Blacks@Dartmouth 1775 to 1960

Charles Benjamin Dunbar

Physician, politician and Liberian colonist

alumnus image

Dartmouth Medical School M.D.

Class of 1853

Born  1829  NY

Died 1878 Monrovia Liberia

Quotes from Biographical Sources

Another of the African-American physicians, a mulatto who came to Liberia to serve was Dr. Charles Benjamin Dunbar. He was an extraordinary man who later became one of the most politically and professionally influential and wealthy figures in Liberia in the second half of the 19th century. Born in New York in December 1829, he trained at Dartmouth Medical School and graduated MD in 1853. He had a good medical practice in New York until 1859 when he decided to settle in Liberia. A few years earlier, he had first visited the new black Republic on the West African coast to assess the situation, particularly the prospects for profitable business.

That initial visit to Liberia convinced him that there were enormous opportunities to engage in profitable business in Liberia. While in Monrovia, Dr. Dunbar also resumed his medical practice and influenced many people in other ways. Outside the field of medicine, Dr. Dunbar was a farmer, a merchant, a lecturer at Liberia College, and a man interested in public affairs and actively involved in politics. As a farmer, he produced sugar cane. He and another business partner, Mr. M. T. DeCoursey, an African-American who emigrated to Liberia in 1851, and by the late 1850s was ‘a planter and manufacturer of sugar, coffee and dealer in African products.’

Dr. Dunbar’s exchange of communications with one of Liberia’s leading intellectuals of the 19th century, Rev. Alexander Crummell, led to the latter writing a long letter to Dr. Dunbar, in which he set forth his views on the ‘Relations and Duties of Free Colored Men in America to Africa,’ published in New York in 186. It is one of the most detailed collections of ideas on the subject.

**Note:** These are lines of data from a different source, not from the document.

//! Scalar scanner for traversing source text.
//!
//! [`Scanner`] is a cursor over an immutable `&str`. It is `Copy`, so a scan
//! routine that needs to look further ahead than [`Scanner::peek_next`] copies
//! the scanner, probes the copy, and either adopts it or drops it. Nothing
//! has to be undone on the failing path.
//!
//! Positions count scalars as well as bytes: the byte offset slices token
//! text out of the buffer, the scalar index feeds spans.

use std::fmt;

/// A position in the source buffer.
///
/// Positions are only produced by a [`Scanner`] and are always on a scalar
/// boundary between the buffer start and the buffer end inclusive.
#[derive(Clone, Copy, Debug, Default, PartialEq, Eq, Hash, PartialOrd, Ord)]
pub struct Position {
    /// Byte offset into the source.
    byte: usize,
    /// Number of scalars before this position.
    index: usize,
}

impl Position {
    /// Byte offset of this position.
    #[inline]
    pub fn byte(self) -> usize {
        self.byte
    }

    /// Scalar index of this position.
    #[inline]
    pub fn index(self) -> usize {
        self.index
    }
}

impl fmt::Display for Position {
    fn fmt(&self, f: &mut fmt::Formatter<'_>) -> fmt::Result {
        write!(f, "{}", self.index)
    }
}

/// A cursor over a source buffer.
///
/// # Example
///
/// ```
/// use sparrow_lex::Scanner;
///
/// let mut scanner = Scanner::new("let x");
/// let start = scanner.current();
/// scanner.skip_while(|c| c.is_ascii_alphabetic());
/// assert_eq!(scanner.text(start), "let");
///
/// // Probing a copy leaves the original untouched.
/// let mut probe = scanner;
/// probe.advance();
/// assert_eq!(probe.peek(), 'x');
/// assert_eq!(scanner.peek(), ' ');
/// ```
#[derive(Clone, Copy, Debug)]
pub struct Scanner<'a> {
    source: &'a str,
    current: Position,
}

impl<'a> Scanner<'a> {
    /// Creates a scanner positioned at the start of `source`.
    pub fn new(source: &'a str) -> Self {
        Self {
            source,
            current: Position::default(),
        }
    }

    /// The whole source buffer.
    #[inline]
    pub fn source(&self) -> &'a str {
        self.source
    }

    /// The current position.
    #[inline]
    pub fn current(&self) -> Position {
        self.current
    }

    /// Returns true if no scalar has been consumed.
    #[inline]
    pub fn is_at_start(&self) -> bool {
        self.current.byte == 0
    }

    /// Returns true if every scalar has been consumed.
    #[inline]
    pub fn is_at_end(&self) -> bool {
        self.current.byte >= self.source.len()
    }

    /// The unconsumed part of the buffer.
    #[inline]
    pub fn remaining(&self) -> &'a str {
        &self.source[self.current.byte..]
    }

    /// Returns the scalar at the current position, or `'\0'` at the end.
    #[inline]
    pub fn peek(&self) -> char {
        self.remaining().chars().next().unwrap_or('\0')
    }

    /// Returns the scalar after the current one, or `'\0'` if there is none.
    #[inline]
    pub fn peek_next(&self) -> char {
        let mut chars = self.remaining().chars();
        chars.next();
        chars.next().unwrap_or('\0')
    }

    /// Returns the scalar before the current position, or `'\0'` at the
    /// start.
    #[inline]
    pub fn peek_prev(&self) -> char {
        self.source[..self.current.byte]
            .chars()
            .next_back()
            .unwrap_or('\0')
    }

    /// Consumes and returns the current scalar.
    ///
    /// At the end of the buffer this does not move and returns `'\0'`;
    /// callers check [`Scanner::is_at_end`] when the difference matters.
    #[inline]
    pub fn advance(&mut self) -> char {
        match self.remaining().chars().next() {
            Some(c) => {
                self.current.byte += c.len_utf8();
                self.current.index += 1;
                c
            },
            None => '\0',
        }
    }

    /// Steps back over one scalar. Does nothing at the start.
    #[inline]
    pub fn putback(&mut self) {
        if let Some(c) = self.source[..self.current.byte].chars().next_back() {
            self.current.byte -= c.len_utf8();
            self.current.index -= 1;
        }
    }

    /// Jumps to a position previously returned by [`Scanner::current`].
    #[inline]
    pub fn rewind(&mut self, to: Position) {
        debug_assert!(to.byte <= self.source.len());
        debug_assert!(self.source.is_char_boundary(to.byte));
        self.current = to;
    }

    /// Consumes the current scalar if it equals `expected`.
    #[inline]
    pub fn match_char(&mut self, expected: char) -> bool {
        if !self.is_at_end() && self.peek() == expected {
            self.advance();
            true
        } else {
            false
        }
    }

    /// Consumes the current scalar if it satisfies `predicate`.
    #[inline]
    pub fn match_if(&mut self, predicate: impl FnOnce(char) -> bool) -> bool {
        if !self.is_at_end() && predicate(self.peek()) {
            self.advance();
            true
        } else {
            false
        }
    }

    /// Consumes `literal` if the remaining text starts with it.
    pub fn match_str(&mut self, literal: &str) -> bool {
        if !literal.is_empty() && self.remaining().starts_with(literal) {
            self.current.byte += literal.len();
            self.current.index += literal.chars().count();
            true
        } else {
            false
        }
    }

    /// Consumes scalars while `predicate` holds.
    pub fn skip_while(&mut self, mut predicate: impl FnMut(char) -> bool) {
        while !self.is_at_end() && predicate(self.peek()) {
            self.advance();
        }
    }

    /// Consumes scalars that appear in `set`.
    pub fn skip_over(&mut self, set: &[char]) {
        self.skip_while(|c| set.contains(&c));
    }

    /// Consumes scalars while `predicate(current, next)` holds.
    pub fn skip_while_pair(&mut self, mut predicate: impl FnMut(char, char) -> bool) {
        while !self.is_at_end() && predicate(self.peek(), self.peek_next()) {
            self.advance();
        }
    }

    /// Consumes scalars up to, but not including, the next line break.
    pub fn skip_to_line_end(&mut self) {
        self.skip_while(|c| c != '\n' && c != '\r');
    }

    /// The exact source text between `from` and the current position.
    #[inline]
    pub fn text(&self, from: Position) -> &'a str {
        &self.source[from.byte..self.current.byte]
    }
}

A man with a flamboyant personality, Dr. Dunbar was a Senator and very deeply involved in the turbulent political crisis that led to the removal of President Edward J. Roye from office on October 26, 1871. Dr. Dunbar died in Monrovia, Liberia, in 1878 and was buried on the grounds of the Palm Grove Cemetery Company, Monrovia. Liberia’s 9th President, Anthony William Gardner, paid him this high tribute, ‘It is with much sorrow and grief that I have to inform your honorable body (the Legislature) that since your last meeting Senator C. B. Dunbar departed this life, much lamented by his friends and the country. As a medical man, the loss of Dr. Dunbar will be felt in this community, if not throughout the Republic, for a long time to come; and as an industrious and enterprising farmer and as a loyal citizen, Dr. Dunbar’s loss is keenly felt.’ One of his children, Mr. Charles B. Dunbar, Jr., a graduate of Lincoln University, Pennsylvania, (1895), who was also a former Liberian Senator and Attorney-General, was one of only two blacks present at the Treaty of Versailles, France, which ended the First World War.[Condensed and edited]


Njoh, Joseph N. (2018). The Beginning and Growth of Modern Medicine in Liberia & The Founding of the John F. Kennedy Medical Center, Liberia, pp. 70-75. Nigeria: Panaf Publishing, Inc.

Other source(s)

  1. Kenney, John A. (1912). The Negro in Medicine (p. 7): Tuskegee Institute Press.
  2. Message of His Excellency President A. W. Gardner to the Legislature - December 12, 1878. (1879). Papers Relating to the Foreign Relations of the United States (Vol. 1, p. 711): U.S. Department of State, U.S. Government Printing Office.